While I am now unapologetic about my weight and my gender and my laugh and desires and morals, I still found myself catering to your emotional movements. You accepted my hairy legs and acid reflux — pieces I anticipated rejection for, and felt inexplicably grateful for being accepted — I assumed accepting your instability was somehow the same, so I molded myself around it, let it shape my reactions. I couldn’t stifle the belief, so deep and so genuine, that if I pushed myself to be more of what you needed and wanted, you would, in turn, become what I needed and wanted.
This went on for months, each visit feeling like a breath — or maybe a gasp — and increasingly, a polluted one. I fantasized about not picking up the phone, not answering the door, meeting someone new — but starting over is so exhausting. So we make the pieces fit as best we can, even if the pieces are unwilling. Indeed, it is more trouble to buy a new book than to simply cope with a beloved copy, full of earmarked and highlights and notes in the margins. As long as it’s legible, it is worth keeping, we tell ourselves. And I kept you, or tried, as I watched you wonder whether you should hang onto me.

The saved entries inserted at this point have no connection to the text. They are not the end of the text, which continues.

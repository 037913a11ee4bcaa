//! Resource shapes from the Gmail API documentation

use serde::{Deserialize, Serialize};

#[derive(Debug, Clone, Serialize, Deserialize)]
pub struct MessageRef {
    pub id: String,
    #[serde(rename = "threadId", default)]
    pub thread_id: String,
}

#[derive(Debug, Deserialize)]
pub struct ListMessagesResponse {
    pub messages: Option<Vec<MessageRef>>,
    #[serde(rename = "nextPageToken")]
    pub next_page_token: Option<String>,
    #[serde(rename = "resultSizeEstimate")]
    pub result_size_estimate: Option<u32>,
}

#[derive(Debug, Clone, Serialize, Deserialize)]
pub struct Message {
    pub id: String,
    #[serde(rename = "threadId", default)]
    pub thread_id: String,
    pub snippet: Option<String>,
    pub payload: Option<MessagePart>,
    #[serde(rename = "labelIds")]
    pub label_ids: Option<Vec<String>>,
    /// Epoch milliseconds, as a string
    #[serde(rename = "internalDate")]
    pub internal_date: Option<String>,
}

impl Message {
    pub fn has_label(&self, label: &str) -> bool {
        self.label_ids
            .as_ref()
            .is_some_and(|ids| ids.iter().any(|l| l == label))
    }
}

#[derive(Debug, Clone, Serialize, Deserialize)]
pub struct MessagePartBody {
    #[serde(rename = "attachmentId")]
    pub attachment_id: Option<String>,
    #[serde(default)]
    pub size: u64,
    // Base64 encoded
    pub data: Option<String>,
}

/// The payload and each of its parts share this shape; multipart bodies nest
#[derive(Debug, Clone, Serialize, Deserialize)]
pub struct MessagePart {
    #[serde(rename = "partId")]
    pub part_id: Option<String>,
    #[serde(rename = "mimeType")]
    pub mime_type: Option<String>,
    pub filename: Option<String>,
    pub headers: Option<Vec<MessageHeader>>,
    pub body: Option<MessagePartBody>,
    pub parts: Option<Vec<MessagePart>>,
}

#[derive(Debug, Clone, Serialize, Deserialize)]
pub struct MessageHeader {
    pub name: String,
    pub value: String,
}

#[derive(Debug, Clone, Serialize, Deserialize)]
#[serde(rename_all = "camelCase")]
pub struct Label {
    pub id: String,
    pub name: String,
    #[serde(rename = "type")]
    pub label_type: Option<String>,
    pub messages_total: Option<u64>,
    pub messages_unread: Option<u64>,
    pub threads_total: Option<u64>,
    pub threads_unread: Option<u64>,
}

#[derive(Debug, Deserialize)]
pub struct ListLabelsResponse {
    #[serde(default)]
    pub labels: Vec<Label>,
}

#[derive(Debug, Clone, Serialize, Deserialize)]
#[serde(rename_all = "camelCase")]
pub struct Profile {
    pub email_address: String,
    pub messages_total: Option<u64>,
    pub threads_total: Option<u64>,
    pub history_id: Option<String>,
}

#[derive(Debug, Clone, Serialize, Deserialize)]
pub struct Draft {
    pub id: String,
    pub message: Option<Message>,
}

#[derive(Debug, Deserialize)]
pub struct DraftRef {
    pub id: String,
}

#[derive(Debug, Deserialize)]
pub struct ListDraftsResponse {
    pub drafts: Option<Vec<DraftRef>>,
}

/// Body of `messages/{id}/modify`
#[derive(Debug, Default, Serialize)]
#[serde(rename_all = "camelCase")]
pub struct ModifyRequest {
    #[serde(skip_serializing_if = "Vec::is_empty")]
    pub add_label_ids: Vec<String>,
    #[serde(skip_serializing_if = "Vec::is_empty")]
    pub remove_label_ids: Vec<String>,
}

impl ModifyRequest {
    pub fn add(label: &str) -> Self {
        Self {
            add_label_ids: vec![label.to_string()],
            ..Default::default()
        }
    }

    pub fn remove(label: &str) -> Self {
        Self {
            remove_label_ids: vec![label.to_string()],
            ..Default::default()
        }
    }

    /// Adds `label` when `on`, removes it otherwise
    pub fn toggle(label: &str, on: bool) -> Self {
        if on {
            Self::add(label)
        } else {
            Self::remove(label)
        }
    }
}

/// Google's JSON error envelope
#[derive(Debug, Deserialize)]
pub(crate) struct ApiErrorResponse {
    pub error: ApiErrorBody,
}

#[derive(Debug, Deserialize)]
pub(crate) struct ApiErrorBody {
    pub message: String,
}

To play a true romantic lead in someone else’s script seemed unreachable, so I settled for a recurring role, a chorus dancer hoping a lead would someday open up. It didn’t, of course, and by Christmas Eve, I saw us for what we were. I recognized how aware of our tipped scales you were, like you always carried pocket aces in any space we shared. My insides came to a rolling boil the night I realized you had seen all my attempts over those months, all without acknowledging them. Each moment we spent together, you watched me twist into your ideal, held me tight like a trophy, then quietly snickered at my efforts. The night I realized, I slept alone, stretching my limbs across the mattress like a lion reclaiming its den.

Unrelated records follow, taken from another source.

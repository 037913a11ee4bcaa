//! Persistent storage of authenticated sessions
//!
//! Sessions are kept in a versioned JSON file so a signed-in browser stays
//! signed in across server restarts:
//! - Linux: ~/.local/share/flowmail/sessions.json
//! - macOS: ~/Library/Application Support/flowmail/sessions.json
//! - Windows: %APPDATA%\flowmail\sessions.json

use chrono::{DateTime, Utc};
use serde::{Deserialize, Serialize};
use std::path::{Path, PathBuf};
use std::sync::{Arc, Mutex, MutexGuard};
use tracing::{debug, info};

use crate::error::SessionError;
use crate::sessions::UserInfo;
use crate::tokens::TokenPair;

/// Storage format version (for future migrations)
const STORAGE_VERSION: u32 = 1;

/// Container for all stored sessions
#[derive(Debug, Clone, Serialize, Deserialize)]
pub struct StoredSessions {
    /// Version for schema migrations
    pub version: u32,

    pub sessions: Vec<StoredSession>,
}

impl Default for StoredSessions {
    fn default() -> Self {
        Self {
            version: STORAGE_VERSION,
            sessions: vec![],
        }
    }
}

/// A single authenticated session
#[derive(Debug, Clone, PartialEq, Eq, Serialize, Deserialize)]
pub struct StoredSession {
    pub session_id: String,
    pub access_token: String,
    pub refresh_token: Option<String>,
    pub expires_in: i64,
    pub issued_at: DateTime<Utc>,
    #[serde(default)]
    pub user: Option<UserInfo>,
}

impl StoredSession {
    pub fn new(session_id: &str, token: &TokenPair, user: Option<UserInfo>) -> Self {
        Self {
            session_id: session_id.to_string(),
            access_token: token.access_token.clone(),
            refresh_token: token.refresh_token.clone(),
            expires_in: token.expires_in,
            issued_at: token.issued_at,
            user,
        }
    }

    pub fn token(&self) -> TokenPair {
        TokenPair {
            access_token: self.access_token.clone(),
            refresh_token: self.refresh_token.clone(),
            expires_in: self.expires_in,
            issued_at: self.issued_at,
        }
    }
}

/// Handles persistent storage of sessions
///
/// Clones share one lock, so their read-modify-write cycles never overlap.
#[derive(Debug, Clone)]
pub struct SessionStorage {
    path: PathBuf,
    lock: Arc<Mutex<()>>,
}

impl SessionStorage {
    /// Storage backed by `path`; parent directories are created on first save
    pub fn new(path: impl Into<PathBuf>) -> Self {
        Self {
            path: path.into(),
            lock: Arc::new(Mutex::new(())),
        }
    }

    fn exclusive(&self) -> MutexGuard<'_, ()> {
        // The guarded value is empty, so a poisoned lock is still usable
        self.lock.lock().unwrap_or_else(|poisoned| poisoned.into_inner())
    }

    pub fn path(&self) -> &Path {
        &self.path
    }

    /// Loads all stored sessions from disk
    pub fn load(&self) -> Result<StoredSessions, SessionError> {
        if !self.path.exists() {
            debug!("No sessions file found, returning empty");
            return Ok(StoredSessions::default());
        }

        let content = std::fs::read_to_string(&self.path).map_err(storage_error)?;
        let stored: StoredSessions = serde_json::from_str(&content)
            .map_err(|e| SessionError::Storage(format!("failed to parse sessions file: {}", e)))?;

        debug!("Loaded {} sessions from storage", stored.sessions.len());
        Ok(stored)
    }

    /// Saves sessions to disk
    ///
    /// The file is written beside the target and renamed over it, so a
    /// reader sees either the old or the new contents.
    pub fn save(&self, stored: &StoredSessions) -> Result<(), SessionError> {
        if let Some(parent) = self.path.parent() {
            std::fs::create_dir_all(parent).map_err(storage_error)?;
        }
        let content = serde_json::to_string_pretty(stored).map_err(storage_error)?;
        let tmp = self.path.with_extension("json.tmp");
        std::fs::write(&tmp, content).map_err(storage_error)?;
        std::fs::rename(&tmp, &self.path).map_err(storage_error)?;
        debug!("Saved {} sessions to storage", stored.sessions.len());
        Ok(())
    }

    /// Adds a session or replaces the one with the same id
    pub fn upsert(&self, session: StoredSession) -> Result<(), SessionError> {
        let _guard = self.exclusive();
        let mut stored = self.load()?;

        if let Some(existing) = stored
            .sessions
            .iter_mut()
            .find(|s| s.session_id == session.session_id)
        {
            *existing = session;
        } else {
            info!("Persisting new session");
            stored.sessions.push(session);
        }

        self.save(&stored)
    }

    /// Removes a session by id, returning whether it existed
    pub fn remove(&self, session_id: &str) -> Result<bool, SessionError> {
        let _guard = self.exclusive();
        let mut stored = self.load()?;
        let original_len = stored.sessions.len();

        stored.sessions.retain(|s| s.session_id != session_id);

        if stored.sessions.len() < original_len {
            self.save(&stored)?;
            Ok(true)
        } else {
            Ok(false)
        }
    }

    /// Keeps only the sessions for which `keep` returns true
    pub fn retain<F>(&self, keep: F) -> Result<usize, SessionError>
    where
        F: Fn(&StoredSession) -> bool,
    {
        let _guard = self.exclusive();
        let mut stored = self.load()?;
        let original_len = stored.sessions.len();
        stored.sessions.retain(|s| keep(s));
        let removed = original_len - stored.sessions.len();
        if removed > 0 {
            self.save(&stored)?;
        }
        Ok(removed)
    }
}

fn storage_error(e: impl std::fmt::Display) -> SessionError {
    SessionError::Storage(e.to_string())
}

#[cfg(test)]
mod tests {
    use super::*;
    use tempfile::TempDir;

    fn create_test_storage() -> (SessionStorage, TempDir) {
        let temp_dir = TempDir::new().unwrap();
        let storage = SessionStorage::new(temp_dir.path().join("nested").join("sessions.json"));
        (storage, temp_dir)
    }

    fn session(id: &str, access_token: &str) -> StoredSession {
        let token = TokenPair {
            access_token: access_token.into(),
            refresh_token: None,
            expires_in: 3599,
            issued_at: Utc::now(),
        };
        StoredSession::new(id, &token, None)
    }

    #[test]
    fn test_load_missing_file() {
        let (storage, _temp) = create_test_storage();
        let stored = storage.load().unwrap();
        assert_eq!(stored.version, STORAGE_VERSION);
        assert!(stored.sessions.is_empty());
    }

    #[test]
    fn test_upsert_and_load() {
        let (storage, _temp) = create_test_storage();

        storage.upsert(session("a", "token-1")).unwrap();
        storage.upsert(session("a", "token-2")).unwrap();
        storage.upsert(session("b", "token-3")).unwrap();

        let stored = storage.load().unwrap();
        assert_eq!(stored.sessions.len(), 2);
        assert_eq!(stored.sessions[0].access_token, "token-2");
        assert_eq!(stored.sessions[0].token().access_token, "token-2");
    }

    #[test]
    fn test_remove_session() {
        let (storage, _temp) = create_test_storage();

        storage.upsert(session("a", "token")).unwrap();
        assert!(storage.remove("a").unwrap());
        assert!(!storage.remove("a").unwrap());
        assert!(storage.load().unwrap().sessions.is_empty());
    }

    #[test]
    fn test_save_replaces_file_without_leftovers() {
        let (storage, temp) = create_test_storage();

        storage.upsert(session("a", "token-1")).unwrap();
        storage.upsert(session("b", "token-2")).unwrap();
        assert!(storage.remove("a").unwrap());

        let stored = storage.load().unwrap();
        assert_eq!(stored.sessions.len(), 1);
        assert_eq!(stored.sessions[0].session_id, "b");

        let files: Vec<_> = std::fs::read_dir(temp.path().join("nested"))
            .unwrap()
            .map(|entry| entry.unwrap().file_name())
            .collect();
        assert_eq!(files, vec![std::ffi::OsString::from("sessions.json")]);
    }

    #[test]
    fn test_clones_serialize_writes() {
        let (storage, _temp) = create_test_storage();

        let handles: Vec<_> = (0..16)
            .map(|i| {
                let storage = storage.clone();
                std::thread::spawn(move || {
                    storage.upsert(session(&format!("s{}", i), "token")).unwrap();
                })
            })
            .collect();
        for handle in handles {
            handle.join().unwrap();
        }

        assert_eq!(storage.load().unwrap().sessions.len(), 16);
    }

    #[test]
    fn test_corrupt_file() {
        let (storage, _temp) = create_test_storage();
        std::fs::create_dir_all(storage.path().parent().unwrap()).unwrap();
        std::fs::write(storage.path(), "not json").unwrap();

        assert!(matches!(storage.load(), Err(SessionError::Storage(_))));
    }
}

The weekend before it ended, I asked you to pose for a Polaroid, eager to stick your image to my living room wall. Shifting your weight to the side, a little anxious, you looked away. You didn’t want to be on my wall, you didn’t want to be my co-star — you were content to remain a cameo. It was a beautiful photo, so small and muted. A beautiful photo of an ugly moment. It did not need to be mounted and framed. On Christmas morning, I let the picture fall to the floor, then swept it up the next morning to toss out with the rest of the dust.

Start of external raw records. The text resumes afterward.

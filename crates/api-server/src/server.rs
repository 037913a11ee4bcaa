//! Server creation and management utilities
//!
//! This module exposes the server logic for use by both the CLI binary
//! and the integration tests.

use axum::{
    middleware,
    routing::{get, post},
    Router,
};
use common::config::Config;
use std::net::SocketAddr;
use std::time::Duration;
use tokio::net::TcpListener;
use tokio::sync::oneshot;
use tower_http::{cors::CorsLayer, trace::TraceLayer};

use crate::auth;
use crate::mail;
use crate::routes;
use crate::state::AppState;

/// How often expired sessions and abandoned logins are dropped
pub const PURGE_INTERVAL: Duration = Duration::from_secs(60);

/// Create the Axum router with all routes configured
pub fn create_router(state: AppState) -> Router {
    Router::new()
        // Pages
        .route("/", get(routes::home))
        .route("/landing", get(routes::landing))
        .route("/health", get(routes::health))
        .route("/login", get(routes::login))
        .route("/logout", get(routes::logout).post(routes::logout))
        // Google sign-in
        .route("/auth/google", get(routes::google_login))
        .route("/auth/callback", get(routes::auth_callback))
        .route("/api/auth/exchange-code", post(routes::exchange_code))
        .route("/api/auth/callback", get(routes::api_auth_callback))
        .route("/api/session", get(routes::session))
        // Gmail
        .route("/api/gmail/emails", get(mail::list_emails).post(mail::send_email))
        .route("/api/gmail/emails/{id}", get(mail::get_email).delete(mail::delete_email))
        .route("/api/gmail/emails/{id}/trash", post(mail::trash_email))
        .route("/api/gmail/emails/{id}/untrash", post(mail::untrash_email))
        .route("/api/gmail/emails/{id}/read", post(mail::mark_read))
        .route("/api/gmail/emails/{id}/star", post(mail::set_starred))
        .route("/api/gmail/emails/{id}/important", post(mail::set_important))
        .route("/api/gmail/emails/{id}/archive", post(mail::archive_email))
        .route("/api/gmail/emails/{id}/inbox", post(mail::move_to_inbox))
        .route("/api/gmail/labels", get(mail::labels))
        .route("/api/gmail/profile", get(mail::profile))
        .route("/api/gmail/inbox-count", get(mail::inbox_count))
        .route("/api/gmail/drafts", get(mail::list_drafts).post(mail::create_draft))
        .route("/api/gmail/drafts/{id}", axum::routing::delete(mail::delete_draft))
        .route("/api/gmail/drafts/{id}/send", post(mail::send_draft))
        .layer(middleware::from_fn_with_state(state.clone(), auth::require_session))
        .layer(TraceLayer::new_for_http())
        .layer(CorsLayer::permissive())
        .with_state(state)
}

/// Periodically drops expired sessions until the state is dropped by every other owner
pub fn spawn_session_purge(state: &AppState) -> tokio::task::JoinHandle<()> {
    let sessions = std::sync::Arc::downgrade(&state.sessions);
    tokio::spawn(async move {
        let mut interval = tokio::time::interval(PURGE_INTERVAL);
        interval.tick().await;
        loop {
            interval.tick().await;
            let Some(sessions) = sessions.upgrade() else {
                break;
            };
            let purged = sessions.purge_expired().await;
            if purged > 0 {
                tracing::info!("Purged {} expired sessions", purged);
            }
        }
    })
}

/// Server handle that can be used to shut down the server
pub struct ServerHandle {
    shutdown_tx: oneshot::Sender<()>,
    /// Address the server is actually listening on
    pub addr: SocketAddr,
}

impl ServerHandle {
    /// Signal the server to shut down gracefully
    pub fn shutdown(self) {
        let _ = self.shutdown_tx.send(());
    }
}

async fn bind(host: &str, port: u16) -> anyhow::Result<TcpListener> {
    let addr: SocketAddr = format!("{}:{}", host, port).parse()?;
    Ok(TcpListener::bind(addr).await?)
}

/// Start the server in a background task, returning a handle for shutdown
pub async fn start_server(config: Config, host: &str, port: u16) -> anyhow::Result<ServerHandle> {
    let state = AppState::new(config)?;
    let listener = bind(host, port).await?;
    let addr = listener.local_addr()?;

    let purge = spawn_session_purge(&state);
    let app = create_router(state);

    let (shutdown_tx, shutdown_rx) = oneshot::channel::<()>();

    // Spawn the server in a background task
    tokio::spawn(async move {
        axum::serve(listener, app)
            .with_graceful_shutdown(async {
                let _ = shutdown_rx.await;
                tracing::info!("Received shutdown signal");
            })
            .await
            .ok();
        purge.abort();
    });

    tracing::info!("Server started on {}", addr);

    Ok(ServerHandle { shutdown_tx, addr })
}

/// Start the server and block until it shuts down (for CLI usage)
pub async fn run_server_blocking(config: Config, host: &str, port: u16) -> anyhow::Result<()> {
    let state = AppState::new(config)?;
    let listener = bind(host, port).await?;
    let addr = listener.local_addr()?;

    let purge = spawn_session_purge(&state);
    let app = create_router(state);

    tracing::info!("Server running on {}", addr);
    axum::serve(listener, app)
        .with_graceful_shutdown(async {
            let _ = tokio::signal::ctrl_c().await;
            tracing::info!("Received Ctrl-C, shutting down");
        })
        .await?;
    purge.abort();

    Ok(())
}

I have given up on pretending cliches don’t apply to me. Every once in awhile, I will undoubtedly sense I am falling for someone and they will not always reciprocate. I’ll feel my stomach leap when they stroke my face, I will start to write words about them on the subway before work. They will run their hands down my legs without flinching or judging and my laugh will feel full and free in their presence. I will sleep over and not be afraid to sleep in.
But if I feel their hand twitch as I pick it up in public, if I hear them hesitate when I ask for support, if I again start to tell myself that love is a compromise, that I need to compromise, that my emotions are unworthy and I need to carve them into something more aesthetically appealing to the object of my affections because that is the only way, I will leave. Constant vigilance and the commitment to walking away in the morning, even if I am warm and comfortable, will trump any romantic night. Alone, whole and unscathed, is invariably better than together and torn apart.